一碗酒喝完,安世欽就注意到了凌昱珩有心事,他擋下褚紹的倒酒,不經意地問凌昱珩道:「靖安侯府也是個有名世家了,除夕將軍應該是回不了大營了吧。」
凌昱珩放下手裡的酒碗,說:「白天在營中,跟大家一起,晚上再回靖安侯府。」
安世欽饒有興致地打趣道:「除夕當天,侯府白天規矩也不少,將軍安心放嫂子一人待在府里?」
原是一樁郎情妾意的美談,現在弄成這個樣子,安世欽聽了看了都要直搖頭。
「她又沒找我幫忙。」這話一說,凌昱珩自己都覺得矯情了,忙改口道:「能出什麼事,世家大族看重名聲禮節,除夕這等大日子,再不高興,為了吉利他們都不會做什麼的,再說了,我又不是不回去了,他們總不至於鬧出事來,除夕日還弄得家宅不寧。」
最多讓她打打下手,其他的,也不是她的身份能夠得著的。
話是如此,可一想到她在除夕日沒資格露面,他心裡又不舒服了。
「大丈夫志在四方,管什麼家裡長短,來,喝酒。」
褚紹聽他們說起侯府家事,插了一句嘴,府里有主母有管家在,沒必要多操心。
安世欽無奈地笑了笑,揶揄褚紹說:「你這媳婦都沒娶的懂什麼,真正的男人既要志在四方,也該兒女情長,顧此而失彼可不行。」
話是以玩笑話說出來的,實際上,他是想提醒眼前這兩位兄弟,不要一個只顧著志在四方,一個只顧著兒女情長。
褚紹有些不太贊同,「軍師啊,什麼都要就會磨磨唧唧,心志不堅定,男人心裡就該有個譜,孰重孰輕,遇事才不慌。」
各執一詞,安世欽也沒想要說服褚紹,他是有點擔心他家將軍,將軍堅定是很堅定,但過于堅定就成了偏執,這一偏啊,就容易鬧出事端來。

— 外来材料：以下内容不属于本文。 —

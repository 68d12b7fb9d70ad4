//! Panel driver and screens for the display widget
//!
//! This crate provides:
//! - `St7789` driver implementing the core `PixelSink` transport over any
//!   `vitrine-hal` SPI bus and pins
//! - `Canvas`, an `embedded-graphics` draw target over any `PixelSink`
//! - Text screens for the clock and quote pages
//!
//! The animated pages draw straight through `PixelSink`; only the text
//! pages go through `embedded-graphics`.

#![cfg_attr(not(test), no_std)]

pub mod canvas;
pub mod screens;
pub mod st7789;

#[cfg(test)]
pub(crate) mod mock;

// Re-export key types
pub use canvas::Canvas;
pub use st7789::{Backlight, DisplayError, St7789};
//! Tick task
//!
//! Wakes the controller at the frame cadence. The controller decides
//! what, if anything, is due on each tick.

use defmt::*;
use embassy_sync::blocking_mutex::raw::CriticalSectionRawMutex;
use embassy_sync::signal::Signal;
use embassy_time::{Duration, Instant, Ticker};

/// Signal to notify controller of tick, carrying the uptime in ms
pub static TICK_SIGNAL: Signal<CriticalSectionRawMutex, u32> = Signal::new();

/// Tick task - sends periodic tick signals with timestamp
#[embassy_executor::task]
pub async fn tick_task(interval_ms: u32) {
    info!("Tick task started ({} ms)", interval_ms);

    let mut ticker = Ticker::every(Duration::from_millis(interval_ms.max(1) as u64));

    loop {
        ticker.next().await;
        // Overwrites an unconsumed tick
        TICK_SIGNAL.signal(Instant::now().as_millis() as u32);
    }
}
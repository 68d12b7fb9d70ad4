//! Filled-circle rasterization by horizontal spans
//!
//! A circle of radius `r` is drawn as `2r + 1` one-row windows. The
//! half-chord for each vertical offset is looked up in a table computed
//! once per radius.

use crate::color::Rgb565;
use crate::traits::{PixelSink, SCREEN_HEIGHT, SCREEN_WIDTH};

/// Largest radius the span buffer can hold
pub const MAX_RADIUS: i32 = 32;

const TABLE_LEN: usize = MAX_RADIUS as usize + 1;
const SPAN_LEN: usize = 2 * MAX_RADIUS as usize + 1;

/// Half-width table and span buffer for one radius at a time
#[derive(Clone)]
pub struct CircleSpans {
    /// `half_width[dy] = floor(sqrt(r² - dy²))`
    half_width: [u8; TABLE_LEN],
    /// Radius the table currently describes
    radius: Option<i32>,
    /// Solid-color pixels for one span, pre-swapped
    span: [u16; SPAN_LEN],
}

impl Default for CircleSpans {
    fn default() -> Self {
        Self::new()
    }
}

impl CircleSpans {
    /// Create an empty cache (no radius computed yet)
    pub const fn new() -> Self {
        Self {
            half_width: [0; TABLE_LEN],
            radius: None,
            span: [0; SPAN_LEN],
        }
    }

    /// Radius the table was last computed for
    pub fn radius(&self) -> Option<i32> {
        self.radius
    }

    /// Fill the half-width table for `radius`
    ///
    /// No-op when the table already describes this radius. Out-of-range
    /// values are clamped to `0..=MAX_RADIUS`.
    pub fn precompute(&mut self, radius: i32) {
        let r = radius.clamp(0, MAX_RADIUS);
        if self.radius == Some(r) {
            return;
        }
        self.radius = Some(r);

        let rr = r * r;
        for dy in 0..=r {
            let mut x = r;
            while x > 0 && x * x + dy * dy > rr {
                x -= 1;
            }
            self.half_width[dy as usize] = x as u8;
        }
    }

    /// Half-chord at vertical offset `dy` (sign ignored)
    ///
    /// Offsets beyond the computed radius have no chord and return 0.
    pub fn half_width(&self, dy: i32) -> i32 {
        let ay = dy.unsigned_abs() as usize;
        match self.radius {
            Some(r) if ay <= r as usize => self.half_width[ay] as i32,
            _ => 0,
        }
    }

    /// Draw a filled circle centered on `(cx, cy)`
    ///
    /// Rows above or below the panel are skipped and spans are clipped to
    /// the panel's columns; nothing is reported for the clipped parts.
    pub fn fill<S: PixelSink>(&mut self, sink: &mut S, cx: i32, cy: i32, radius: i32, color: Rgb565) {
        self.precompute(radius);
        let r = self.radius.unwrap_or(0);

        let pix = color.swapped();
        let width = (2 * r + 1) as usize;
        self.span[..width].iter_mut().for_each(|p| *p = pix);

        let max_x = SCREEN_WIDTH as i32 - 1;
        for dy in -r..=r {
            let y = cy + dy;
            if y < 0 || y >= SCREEN_HEIGHT as i32 {
                continue;
            }

            let dx = self.half_width[dy.unsigned_abs() as usize] as i32;
            let x0 = (cx - dx).max(0);
            let x1 = (cx + dx).min(max_x);
            let len = x1 - x0 + 1;
            if len <= 0 {
                continue;
            }

            sink.set_window(x0 as u16, y as u16, x1 as u16, y as u16);
            sink.push_pixels(&self.span[..len as usize]);
        }
    }
}

/// Draw the one-pixel frame around the panel edge
pub fn draw_border<S: PixelSink>(sink: &mut S, color: Rgb565) {
    let (w, h) = (SCREEN_WIDTH, SCREEN_HEIGHT);
    sink.fill_rect(0, 0, w, 1, color);
    sink.fill_rect(0, h - 1, w, 1, color);
    sink.fill_rect(0, 0, 1, h, color);
    sink.fill_rect(w - 1, 0, 1, h, color);
}
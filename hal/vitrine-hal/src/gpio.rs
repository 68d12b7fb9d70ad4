//! GPIO pin abstractions
//!
//! Provides traits for digital input and output pins that can be implemented
//! by chip-specific HALs.

/// Digital output pin
///
/// Used for the panel's data/command select, chip select, reset and
/// backlight lines.
pub trait OutputPin {
    /// Set the pin high (logic 1)
    fn set_high(&mut self);

    /// Set the pin low (logic 0)
    fn set_low(&mut self);

    /// Set the pin to a specific state
    fn set_state(&mut self, high: bool) {
        if high {
            self.set_high();
        } else {
            self.set_low();
        }
    }

    /// Check if the pin is currently set high
    fn is_set_high(&self) -> bool;
}

/// Digital input pin
///
/// Buttons are wired active-low with the internal pull-up enabled, so
/// [`InputPin::is_active`] defaults to "reads low".
pub trait InputPin {
    /// Check if the pin reads high (logic 1)
    fn is_high(&self) -> bool;

    /// Check if the pin reads low (logic 0)
    fn is_low(&self) -> bool {
        !self.is_high()
    }

    /// Check if the attached switch is closed
    fn is_active(&self) -> bool {
        self.is_low()
    }
}
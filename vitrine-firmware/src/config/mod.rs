//! Widget configuration
//!
//! `widget.toml` is compiled into the image and parsed once at boot.

use defmt::*;

use vitrine_core::config::{parse_config, WidgetConfig};

/// Embedded configuration; edit widget.toml and rebuild to customize
const EMBEDDED_CONFIG: &str = include_str!("../../widget.toml");

/// Parse the embedded configuration, falling back to defaults
pub fn load() -> WidgetConfig {
    match parse_config(EMBEDDED_CONFIG) {
        Ok(config) => {
            info!("Parsed embedded configuration");
            config
        }
        Err(e) => {
            // build.rs validates the file, so this means the two disagree
            error!("Failed to parse embedded config: {}", e);
            error!("Using default configuration");
            WidgetConfig::default()
        }
    }
}
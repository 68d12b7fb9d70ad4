//! Board-agnostic core logic for the display widget firmware
//!
//! This crate contains all application logic that does not depend on
//! specific hardware implementations:
//!
//! - Drawing transport and clock traits
//! - Q4.28 fixed-point arithmetic
//! - Circle span rasterization and the bouncing ball simulator
//! - Progressive Mandelbrot zoom renderer
//! - Page navigation, button debouncing and tick cadence
//! - Serial time sync and wall-clock formatting
//! - Quote table and word wrapping
//! - Configuration types and the TOML subset parser

#![cfg_attr(not(test), no_std)]
#![deny(unsafe_code)]

pub mod ball;
pub mod color;
pub mod config;
pub mod fixed;
pub mod fractal;
pub mod geometry;
pub mod pages;
pub mod quotes;
pub mod time;
pub mod traits;

#[cfg(test)]
pub(crate) mod mock;

pub use color::Rgb565;
pub use fixed::Fx;
pub use traits::{Clock, PixelSink};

安世欽沒管褚紹了,而是看向喝悶酒的凌昱珩,好奇問道:「將軍對嫂子有意,雖然門第差距很大,可將軍硬要娶她為妻,也不是做不到,你怎麼就選了納人家為妾這種輕鬆的法子呢?」
「你這話說的,有省事的,誰不選省事的。」
「沒問你,你喝你的酒。」安世欽給褚紹倒了滿滿一碗酒,免得他再打岔。
將軍若不願意費事,一開始就不會想著要把文家姑娘弄進靖安侯府了,一個將兒女情長看的比什麼都重要的人,是不會嫌事情麻煩的。
凌昱珩一仰頭,將碗中酒盡數喝完,他看著空碗,自嘲地說:「她根本就不想嫁給我,八抬大轎娶進門,然後她想方設法弄一張和離書,瀟瀟灑灑走人,我不要面子的嗎?」
四年前,他什麼都給她了,她還不是棄他而去,四年後,她若再想離開,他還能用什麼留下她?
逼她為妻和逼她為妾唯一的區別,是妾不能和離。
反正都是不情不願的,自然要選一種她逃不了的方式。
安世欽嘆氣,他說什麼來著,男人就該既要又要,只專注志在四方和只專注兒女情長的,遲早要出問題,他們的將軍就已經是問題很大了。